In the records below, some lines contain "full"; state the number of such lines and nothing else.
──────── Given data
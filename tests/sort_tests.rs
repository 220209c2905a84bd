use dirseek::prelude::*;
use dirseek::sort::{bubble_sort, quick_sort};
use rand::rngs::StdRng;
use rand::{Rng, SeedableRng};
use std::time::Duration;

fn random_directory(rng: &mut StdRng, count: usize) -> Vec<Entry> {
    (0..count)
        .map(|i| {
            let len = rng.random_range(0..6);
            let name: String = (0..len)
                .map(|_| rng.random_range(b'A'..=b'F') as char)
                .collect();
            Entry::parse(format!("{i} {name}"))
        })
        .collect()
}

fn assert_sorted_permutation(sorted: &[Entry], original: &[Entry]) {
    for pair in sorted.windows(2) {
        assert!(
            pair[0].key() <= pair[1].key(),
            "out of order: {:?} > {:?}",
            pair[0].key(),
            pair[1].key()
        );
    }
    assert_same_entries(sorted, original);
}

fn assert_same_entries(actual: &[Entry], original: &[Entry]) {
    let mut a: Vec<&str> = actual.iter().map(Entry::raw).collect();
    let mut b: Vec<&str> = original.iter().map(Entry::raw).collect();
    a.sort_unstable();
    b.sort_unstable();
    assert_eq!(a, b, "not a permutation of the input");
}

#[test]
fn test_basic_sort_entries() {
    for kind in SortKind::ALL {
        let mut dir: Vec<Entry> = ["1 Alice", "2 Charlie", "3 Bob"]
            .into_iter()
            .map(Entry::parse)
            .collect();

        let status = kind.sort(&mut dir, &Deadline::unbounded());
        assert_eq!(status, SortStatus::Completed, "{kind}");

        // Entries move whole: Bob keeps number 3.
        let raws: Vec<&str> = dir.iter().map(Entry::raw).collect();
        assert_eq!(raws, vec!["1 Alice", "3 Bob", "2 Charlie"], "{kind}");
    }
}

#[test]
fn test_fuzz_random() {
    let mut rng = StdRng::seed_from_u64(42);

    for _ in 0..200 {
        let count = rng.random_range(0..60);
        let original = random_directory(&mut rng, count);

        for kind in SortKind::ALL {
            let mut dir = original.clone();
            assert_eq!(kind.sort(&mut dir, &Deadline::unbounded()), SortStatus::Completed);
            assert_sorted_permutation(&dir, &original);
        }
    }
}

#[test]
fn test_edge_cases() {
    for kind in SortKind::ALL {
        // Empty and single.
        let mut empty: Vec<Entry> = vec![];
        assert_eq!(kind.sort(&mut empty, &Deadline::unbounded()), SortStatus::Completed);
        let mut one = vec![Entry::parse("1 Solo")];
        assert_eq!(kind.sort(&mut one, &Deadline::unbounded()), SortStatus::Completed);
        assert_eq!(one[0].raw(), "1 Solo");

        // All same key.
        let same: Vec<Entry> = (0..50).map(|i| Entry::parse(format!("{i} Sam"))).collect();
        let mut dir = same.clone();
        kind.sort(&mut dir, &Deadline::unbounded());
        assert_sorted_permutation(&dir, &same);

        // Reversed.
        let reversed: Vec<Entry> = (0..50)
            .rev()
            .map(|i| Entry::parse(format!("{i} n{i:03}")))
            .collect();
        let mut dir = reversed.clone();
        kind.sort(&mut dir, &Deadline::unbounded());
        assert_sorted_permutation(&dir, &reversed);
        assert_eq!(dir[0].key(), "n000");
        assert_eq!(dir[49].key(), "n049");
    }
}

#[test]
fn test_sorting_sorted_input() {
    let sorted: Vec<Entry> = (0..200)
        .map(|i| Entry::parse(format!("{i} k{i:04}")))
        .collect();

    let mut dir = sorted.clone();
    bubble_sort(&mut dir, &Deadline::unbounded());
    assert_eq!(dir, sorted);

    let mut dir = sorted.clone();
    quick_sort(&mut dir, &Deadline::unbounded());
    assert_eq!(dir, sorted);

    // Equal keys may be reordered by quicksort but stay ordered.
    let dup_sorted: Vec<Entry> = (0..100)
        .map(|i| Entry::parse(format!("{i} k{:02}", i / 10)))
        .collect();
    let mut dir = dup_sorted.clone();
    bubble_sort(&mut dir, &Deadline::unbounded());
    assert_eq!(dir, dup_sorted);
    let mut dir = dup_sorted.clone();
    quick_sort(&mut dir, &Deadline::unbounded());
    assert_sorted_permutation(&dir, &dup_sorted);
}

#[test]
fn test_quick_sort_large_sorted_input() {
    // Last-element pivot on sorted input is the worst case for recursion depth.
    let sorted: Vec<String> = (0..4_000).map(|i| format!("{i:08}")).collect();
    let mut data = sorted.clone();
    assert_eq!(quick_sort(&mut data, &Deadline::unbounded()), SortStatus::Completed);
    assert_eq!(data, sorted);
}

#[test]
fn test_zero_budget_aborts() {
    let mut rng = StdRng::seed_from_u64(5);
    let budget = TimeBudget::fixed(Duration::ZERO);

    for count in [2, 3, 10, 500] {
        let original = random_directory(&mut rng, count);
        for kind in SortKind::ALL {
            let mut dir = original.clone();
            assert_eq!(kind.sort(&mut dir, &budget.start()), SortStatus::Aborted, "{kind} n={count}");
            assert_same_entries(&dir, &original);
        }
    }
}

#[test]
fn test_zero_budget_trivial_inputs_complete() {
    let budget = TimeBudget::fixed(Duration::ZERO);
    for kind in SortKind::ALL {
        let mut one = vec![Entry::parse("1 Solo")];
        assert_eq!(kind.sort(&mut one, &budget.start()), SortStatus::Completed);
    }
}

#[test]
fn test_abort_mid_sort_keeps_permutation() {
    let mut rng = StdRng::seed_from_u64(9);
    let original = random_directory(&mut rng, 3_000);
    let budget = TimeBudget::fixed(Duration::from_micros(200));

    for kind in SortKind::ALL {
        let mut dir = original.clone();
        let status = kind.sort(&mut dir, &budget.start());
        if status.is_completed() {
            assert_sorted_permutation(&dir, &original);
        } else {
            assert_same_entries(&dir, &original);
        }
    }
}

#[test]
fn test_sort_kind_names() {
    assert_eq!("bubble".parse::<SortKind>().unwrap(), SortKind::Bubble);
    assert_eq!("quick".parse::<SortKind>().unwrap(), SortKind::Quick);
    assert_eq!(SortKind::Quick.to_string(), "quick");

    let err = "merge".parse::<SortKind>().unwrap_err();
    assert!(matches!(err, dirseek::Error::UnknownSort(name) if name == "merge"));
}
────────────────
──────── Given data
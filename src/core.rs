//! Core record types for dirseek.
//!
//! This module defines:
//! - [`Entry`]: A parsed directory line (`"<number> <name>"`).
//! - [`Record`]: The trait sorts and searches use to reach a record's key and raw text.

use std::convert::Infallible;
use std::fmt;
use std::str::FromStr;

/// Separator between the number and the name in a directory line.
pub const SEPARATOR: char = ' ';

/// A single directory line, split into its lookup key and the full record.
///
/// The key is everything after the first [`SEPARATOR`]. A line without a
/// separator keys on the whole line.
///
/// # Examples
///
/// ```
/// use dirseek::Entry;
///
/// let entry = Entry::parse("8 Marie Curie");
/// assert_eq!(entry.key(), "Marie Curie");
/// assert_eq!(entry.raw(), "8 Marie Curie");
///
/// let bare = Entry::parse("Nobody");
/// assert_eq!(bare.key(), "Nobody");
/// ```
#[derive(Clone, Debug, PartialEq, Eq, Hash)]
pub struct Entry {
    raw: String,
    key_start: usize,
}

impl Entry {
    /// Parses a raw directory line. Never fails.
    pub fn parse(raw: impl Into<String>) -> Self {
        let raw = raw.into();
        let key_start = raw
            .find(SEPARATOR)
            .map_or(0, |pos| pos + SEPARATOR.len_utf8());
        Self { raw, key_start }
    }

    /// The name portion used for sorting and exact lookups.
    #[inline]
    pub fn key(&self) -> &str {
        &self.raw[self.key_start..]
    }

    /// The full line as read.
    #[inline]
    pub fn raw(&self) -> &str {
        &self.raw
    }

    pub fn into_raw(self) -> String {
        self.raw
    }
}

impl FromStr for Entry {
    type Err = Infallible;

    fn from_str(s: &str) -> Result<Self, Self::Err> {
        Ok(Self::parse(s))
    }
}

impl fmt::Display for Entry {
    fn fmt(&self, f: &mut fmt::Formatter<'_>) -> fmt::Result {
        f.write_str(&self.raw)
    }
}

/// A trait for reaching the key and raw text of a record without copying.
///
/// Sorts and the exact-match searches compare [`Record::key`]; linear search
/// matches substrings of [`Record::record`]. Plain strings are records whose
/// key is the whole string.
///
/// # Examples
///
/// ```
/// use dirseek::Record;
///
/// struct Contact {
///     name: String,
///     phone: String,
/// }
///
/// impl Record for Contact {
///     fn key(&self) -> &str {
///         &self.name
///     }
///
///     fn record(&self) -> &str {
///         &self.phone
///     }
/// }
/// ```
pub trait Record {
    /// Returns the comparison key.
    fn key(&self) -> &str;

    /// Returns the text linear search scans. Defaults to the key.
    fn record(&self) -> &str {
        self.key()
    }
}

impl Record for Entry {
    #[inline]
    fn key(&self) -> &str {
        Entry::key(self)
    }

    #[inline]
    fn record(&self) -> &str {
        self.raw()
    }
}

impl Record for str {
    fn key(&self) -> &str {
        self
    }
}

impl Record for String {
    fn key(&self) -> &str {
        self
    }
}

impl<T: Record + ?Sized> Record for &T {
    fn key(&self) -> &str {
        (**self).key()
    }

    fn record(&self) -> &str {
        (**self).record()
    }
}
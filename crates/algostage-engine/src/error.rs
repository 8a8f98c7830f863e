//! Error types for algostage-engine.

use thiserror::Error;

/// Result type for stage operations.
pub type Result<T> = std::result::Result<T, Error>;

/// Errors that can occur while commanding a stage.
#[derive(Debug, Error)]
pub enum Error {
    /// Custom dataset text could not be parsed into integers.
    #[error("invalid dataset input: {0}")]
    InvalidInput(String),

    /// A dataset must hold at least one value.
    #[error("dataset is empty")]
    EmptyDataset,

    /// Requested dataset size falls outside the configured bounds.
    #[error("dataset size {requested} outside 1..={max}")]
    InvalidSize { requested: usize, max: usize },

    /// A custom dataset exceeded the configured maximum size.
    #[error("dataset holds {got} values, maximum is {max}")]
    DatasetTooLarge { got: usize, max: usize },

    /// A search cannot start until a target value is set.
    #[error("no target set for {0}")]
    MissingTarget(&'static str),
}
────────────────
──────── Given data
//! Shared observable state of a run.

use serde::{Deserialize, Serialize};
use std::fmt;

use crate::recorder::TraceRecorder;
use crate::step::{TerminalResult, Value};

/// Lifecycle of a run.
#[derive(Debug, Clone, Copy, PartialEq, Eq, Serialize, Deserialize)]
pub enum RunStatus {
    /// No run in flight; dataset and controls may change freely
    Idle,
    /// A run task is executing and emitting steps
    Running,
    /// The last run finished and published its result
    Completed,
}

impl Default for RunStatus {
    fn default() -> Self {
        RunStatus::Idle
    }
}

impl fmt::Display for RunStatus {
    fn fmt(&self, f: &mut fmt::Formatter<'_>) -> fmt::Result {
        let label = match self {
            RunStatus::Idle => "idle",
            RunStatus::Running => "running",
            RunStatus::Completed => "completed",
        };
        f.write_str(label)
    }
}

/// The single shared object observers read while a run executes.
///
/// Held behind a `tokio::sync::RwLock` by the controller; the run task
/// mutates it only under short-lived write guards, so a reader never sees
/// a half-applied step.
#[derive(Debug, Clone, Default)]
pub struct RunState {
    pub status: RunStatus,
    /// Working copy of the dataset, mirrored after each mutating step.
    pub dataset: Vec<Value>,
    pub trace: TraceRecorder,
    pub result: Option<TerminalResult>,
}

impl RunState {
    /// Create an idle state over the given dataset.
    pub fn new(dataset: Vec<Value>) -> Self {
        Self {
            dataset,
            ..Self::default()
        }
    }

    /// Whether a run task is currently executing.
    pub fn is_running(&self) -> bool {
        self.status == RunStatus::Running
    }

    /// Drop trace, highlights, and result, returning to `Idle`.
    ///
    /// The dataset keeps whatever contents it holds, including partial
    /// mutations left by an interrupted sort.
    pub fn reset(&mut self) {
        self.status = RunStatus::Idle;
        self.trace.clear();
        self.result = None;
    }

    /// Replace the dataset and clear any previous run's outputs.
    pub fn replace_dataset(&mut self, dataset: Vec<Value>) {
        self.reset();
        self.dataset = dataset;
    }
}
────────────────
# Exercise solution
2